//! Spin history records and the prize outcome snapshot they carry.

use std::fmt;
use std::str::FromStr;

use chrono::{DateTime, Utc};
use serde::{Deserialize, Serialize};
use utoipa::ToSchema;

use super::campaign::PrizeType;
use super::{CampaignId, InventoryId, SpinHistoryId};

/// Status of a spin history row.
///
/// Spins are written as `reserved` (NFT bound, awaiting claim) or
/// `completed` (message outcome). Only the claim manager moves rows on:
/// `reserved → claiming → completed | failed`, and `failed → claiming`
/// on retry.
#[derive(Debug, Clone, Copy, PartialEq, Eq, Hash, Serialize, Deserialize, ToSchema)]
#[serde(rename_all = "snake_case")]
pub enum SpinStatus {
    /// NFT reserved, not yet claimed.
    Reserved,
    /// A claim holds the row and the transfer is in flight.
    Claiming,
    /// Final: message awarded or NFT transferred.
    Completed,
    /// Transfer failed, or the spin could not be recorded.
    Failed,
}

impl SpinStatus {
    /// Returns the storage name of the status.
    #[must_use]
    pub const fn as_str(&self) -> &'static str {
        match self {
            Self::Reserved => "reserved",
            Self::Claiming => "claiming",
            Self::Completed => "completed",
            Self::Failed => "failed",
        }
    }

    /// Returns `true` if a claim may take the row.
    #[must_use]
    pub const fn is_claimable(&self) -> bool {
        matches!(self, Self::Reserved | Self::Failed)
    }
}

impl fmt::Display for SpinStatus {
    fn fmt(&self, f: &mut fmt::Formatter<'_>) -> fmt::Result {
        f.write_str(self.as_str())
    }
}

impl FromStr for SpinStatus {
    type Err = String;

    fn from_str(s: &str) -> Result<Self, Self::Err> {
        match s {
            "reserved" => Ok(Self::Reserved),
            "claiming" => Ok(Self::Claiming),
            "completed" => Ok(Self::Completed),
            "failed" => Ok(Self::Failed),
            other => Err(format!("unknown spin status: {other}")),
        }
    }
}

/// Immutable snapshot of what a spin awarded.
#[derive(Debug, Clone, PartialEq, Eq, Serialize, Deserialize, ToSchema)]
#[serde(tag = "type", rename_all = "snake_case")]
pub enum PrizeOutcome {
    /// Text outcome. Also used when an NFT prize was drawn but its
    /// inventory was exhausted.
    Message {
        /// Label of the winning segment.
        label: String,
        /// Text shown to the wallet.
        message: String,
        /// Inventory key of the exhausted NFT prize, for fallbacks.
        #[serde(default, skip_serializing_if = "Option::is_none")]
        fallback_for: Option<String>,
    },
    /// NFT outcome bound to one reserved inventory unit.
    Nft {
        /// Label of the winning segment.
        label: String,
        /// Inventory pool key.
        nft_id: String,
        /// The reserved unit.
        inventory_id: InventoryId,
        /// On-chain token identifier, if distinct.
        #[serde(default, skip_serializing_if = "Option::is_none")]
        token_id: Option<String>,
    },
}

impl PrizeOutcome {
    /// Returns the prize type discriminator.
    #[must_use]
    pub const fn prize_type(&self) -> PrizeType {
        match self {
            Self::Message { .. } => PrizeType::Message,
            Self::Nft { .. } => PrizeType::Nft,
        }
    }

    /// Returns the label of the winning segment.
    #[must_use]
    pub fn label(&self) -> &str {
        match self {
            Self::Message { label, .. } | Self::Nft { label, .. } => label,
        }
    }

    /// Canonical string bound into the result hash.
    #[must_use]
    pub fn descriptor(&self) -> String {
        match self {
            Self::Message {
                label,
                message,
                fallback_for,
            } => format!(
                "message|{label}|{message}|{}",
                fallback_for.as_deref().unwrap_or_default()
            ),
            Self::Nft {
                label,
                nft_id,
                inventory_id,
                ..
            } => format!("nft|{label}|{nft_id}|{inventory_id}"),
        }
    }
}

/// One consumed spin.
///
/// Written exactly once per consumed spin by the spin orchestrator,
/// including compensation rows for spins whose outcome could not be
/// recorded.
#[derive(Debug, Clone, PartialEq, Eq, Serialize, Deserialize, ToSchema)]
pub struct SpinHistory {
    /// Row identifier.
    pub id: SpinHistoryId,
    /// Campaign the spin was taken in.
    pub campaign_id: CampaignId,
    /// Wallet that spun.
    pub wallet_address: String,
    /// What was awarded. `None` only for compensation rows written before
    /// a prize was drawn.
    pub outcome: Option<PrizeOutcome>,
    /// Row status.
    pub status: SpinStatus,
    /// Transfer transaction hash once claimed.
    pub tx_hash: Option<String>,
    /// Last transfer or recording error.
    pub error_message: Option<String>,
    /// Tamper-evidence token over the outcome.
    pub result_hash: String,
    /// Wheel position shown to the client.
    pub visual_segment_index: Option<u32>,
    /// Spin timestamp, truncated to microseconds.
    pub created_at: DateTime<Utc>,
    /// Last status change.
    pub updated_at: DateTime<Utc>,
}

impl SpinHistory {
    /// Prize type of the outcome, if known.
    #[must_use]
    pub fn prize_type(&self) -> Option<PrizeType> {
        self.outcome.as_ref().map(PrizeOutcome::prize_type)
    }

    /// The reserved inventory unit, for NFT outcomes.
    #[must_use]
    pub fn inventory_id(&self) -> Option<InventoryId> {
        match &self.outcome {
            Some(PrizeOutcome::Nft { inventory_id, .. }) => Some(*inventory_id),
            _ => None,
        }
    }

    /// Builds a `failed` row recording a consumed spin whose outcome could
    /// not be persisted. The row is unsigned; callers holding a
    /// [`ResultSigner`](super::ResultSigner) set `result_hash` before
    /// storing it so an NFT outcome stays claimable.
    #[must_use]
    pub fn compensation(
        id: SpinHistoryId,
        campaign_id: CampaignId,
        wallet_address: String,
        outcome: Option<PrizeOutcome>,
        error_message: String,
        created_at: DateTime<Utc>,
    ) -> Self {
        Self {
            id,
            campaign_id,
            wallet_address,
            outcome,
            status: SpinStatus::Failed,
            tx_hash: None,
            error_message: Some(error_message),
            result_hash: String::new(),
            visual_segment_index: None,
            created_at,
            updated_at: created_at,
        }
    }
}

Requirement: Repeat each of the records exactly as written.

Written solution:
//! Spin history records and the prize outcome snapshot they carry.

use std::fmt;
use std::str::FromStr;

use chrono::{DateTime, Utc};
use serde::{Deserialize, Serialize};
use utoipa::ToSchema;

use super::campaign::PrizeType;
use super::{CampaignId, InventoryId, SpinHistoryId};

/// Status of a spin history row.
///
/// Spins are written as `reserved` (NFT bound, awaiting claim) or
/// `completed` (message outcome). Only the claim manager moves rows on:
/// `reserved → claiming → completed | failed`, and `failed → claiming`
/// on retry.
#[derive(Debug, Clone, Copy, PartialEq, Eq, Hash, Serialize, Deserialize, ToSchema)]
#[serde(rename_all = "snake_case")]
pub enum SpinStatus {
    /// NFT reserved, not yet claimed.
    Reserved,
    /// A claim holds the row and the transfer is in flight.
    Claiming,
    /// Final: message awarded or NFT transferred.
    Completed,
    /// Transfer failed, or the spin could not be recorded.
    Failed,
}

impl SpinStatus {
    /// Returns the storage name of the status.
    #[must_use]
    pub const fn as_str(&self) -> &'static str {
        match self {
            Self::Reserved => "reserved",
            Self::Claiming => "claiming",
            Self::Completed => "completed",
            Self::Failed => "failed",
        }
    }

    /// Returns `true` if a claim may take the row.
    #[must_use]
    pub const fn is_claimable(&self) -> bool {
        matches!(self, Self::Reserved | Self::Failed)
    }
}

impl fmt::Display for SpinStatus {
    fn fmt(&self, f: &mut fmt::Formatter<'_>) -> fmt::Result {
        f.write_str(self.as_str())
    }
}

impl FromStr for SpinStatus {
    type Err = String;

    fn from_str(s: &str) -> Result<Self, Self::Err> {
        match s {
            "reserved" => Ok(Self::Reserved),
            "claiming" => Ok(Self::Claiming),
            "completed" => Ok(Self::Completed),
            "failed" => Ok(Self::Failed),
            other => Err(format!("unknown spin status: {other}")),
        }
    }
}

/// Immutable snapshot of what a spin awarded.
#[derive(Debug, Clone, PartialEq, Eq, Serialize, Deserialize, ToSchema)]
#[serde(tag = "type", rename_all = "snake_case")]
pub enum PrizeOutcome {
    /// Text outcome. Also used when an NFT prize was drawn but its
    /// inventory was exhausted.
    Message {
        /// Label of the winning segment.
        label: String,
        /// Text shown to the wallet.
        message: String,
        /// Inventory key of the exhausted NFT prize, for fallbacks.
        #[serde(default, skip_serializing_if = "Option::is_none")]
        fallback_for: Option<String>,
    },
    /// NFT outcome bound to one reserved inventory unit.
    Nft {
        /// Label of the winning segment.
        label: String,
        /// Inventory pool key.
        nft_id: String,
        /// The reserved unit.
        inventory_id: InventoryId,
        /// On-chain token identifier, if distinct.
        #[serde(default, skip_serializing_if = "Option::is_none")]
        token_id: Option<String>,
    },
}

impl PrizeOutcome {
    /// Returns the prize type discriminator.
    #[must_use]
    pub const fn prize_type(&self) -> PrizeType {
        match self {
            Self::Message { .. } => PrizeType::Message,
            Self::Nft { .. } => PrizeType::Nft,
        }
    }

    /// Returns the label of the winning segment.
    #[must_use]
    pub fn label(&self) -> &str {
        match self {
            Self::Message { label, .. } | Self::Nft { label, .. } => label,
        }
    }

    /// Canonical string bound into the result hash.
    #[must_use]
    pub fn descriptor(&self) -> String {
        match self {
            Self::Message {
                label,
                message,
                fallback_for,
            } => format!(
                "message|{label}|{message}|{}",
                fallback_for.as_deref().unwrap_or_default()
            ),
            Self::Nft {
                label,
                nft_id,
                inventory_id,
                ..
            } => format!("nft|{label}|{nft_id}|{inventory_id}"),
        }
    }
}

/// One consumed spin.
///
/// Written exactly once per consumed spin by the spin orchestrator,
/// including compensation rows for spins whose outcome could not be
/// recorded.
#[derive(Debug, Clone, PartialEq, Eq, Serialize, Deserialize, ToSchema)]
pub struct SpinHistory {
    /// Row identifier.
    pub id: SpinHistoryId,
    /// Campaign the spin was taken in.
    pub campaign_id: CampaignId,
    /// Wallet that spun.
    pub wallet_address: String,
    /// What was awarded. `None` only for compensation rows written before
    /// a prize was drawn.
    pub outcome: Option<PrizeOutcome>,
    /// Row status.
    pub status: SpinStatus,
    /// Transfer transaction hash once claimed.
    pub tx_hash: Option<String>,
    /// Last transfer or recording error.
    pub error_message: Option<String>,
    /// Tamper-evidence token over the outcome.
    pub result_hash: String,
    /// Wheel position shown to the client.
    pub visual_segment_index: Option<u32>,
    /// Spin timestamp, truncated to microseconds.
    pub created_at: DateTime<Utc>,
    /// Last status change.
    pub updated_at: DateTime<Utc>,
}

impl SpinHistory {
    /// Prize type of the outcome, if known.
    #[must_use]
    pub fn prize_type(&self) -> Option<PrizeType> {
        self.outcome.as_ref().map(PrizeOutcome::prize_type)
    }

    /// The reserved inventory unit, for NFT outcomes.
    #[must_use]
    pub fn inventory_id(&self) -> Option<InventoryId> {
        match &self.outcome {
            Some(PrizeOutcome::Nft { inventory_id, .. }) => Some(*inventory_id),
            _ => None,
        }
    }

    /// Builds a `failed` row recording a consumed spin whose outcome could
    /// not be persisted. The row is unsigned; callers holding a
    /// [`ResultSigner`](super::ResultSigner) set `result_hash` before
    /// storing it so an NFT outcome stays claimable.
    #[must_use]
    pub fn compensation(
        id: SpinHistoryId,
        campaign_id: CampaignId,
        wallet_address: String,
        outcome: Option<PrizeOutcome>,
        error_message: String,
        created_at: DateTime<Utc>,
    ) -> Self {
        Self {
            id,
            campaign_id,
            wallet_address,
            outcome,
            status: SpinStatus::Failed,
            tx_hash: None,
            error_message: Some(error_message),
            result_hash: String::new(),
            visual_segment_index: None,
            created_at,
            updated_at: created_at,
        }
    }
}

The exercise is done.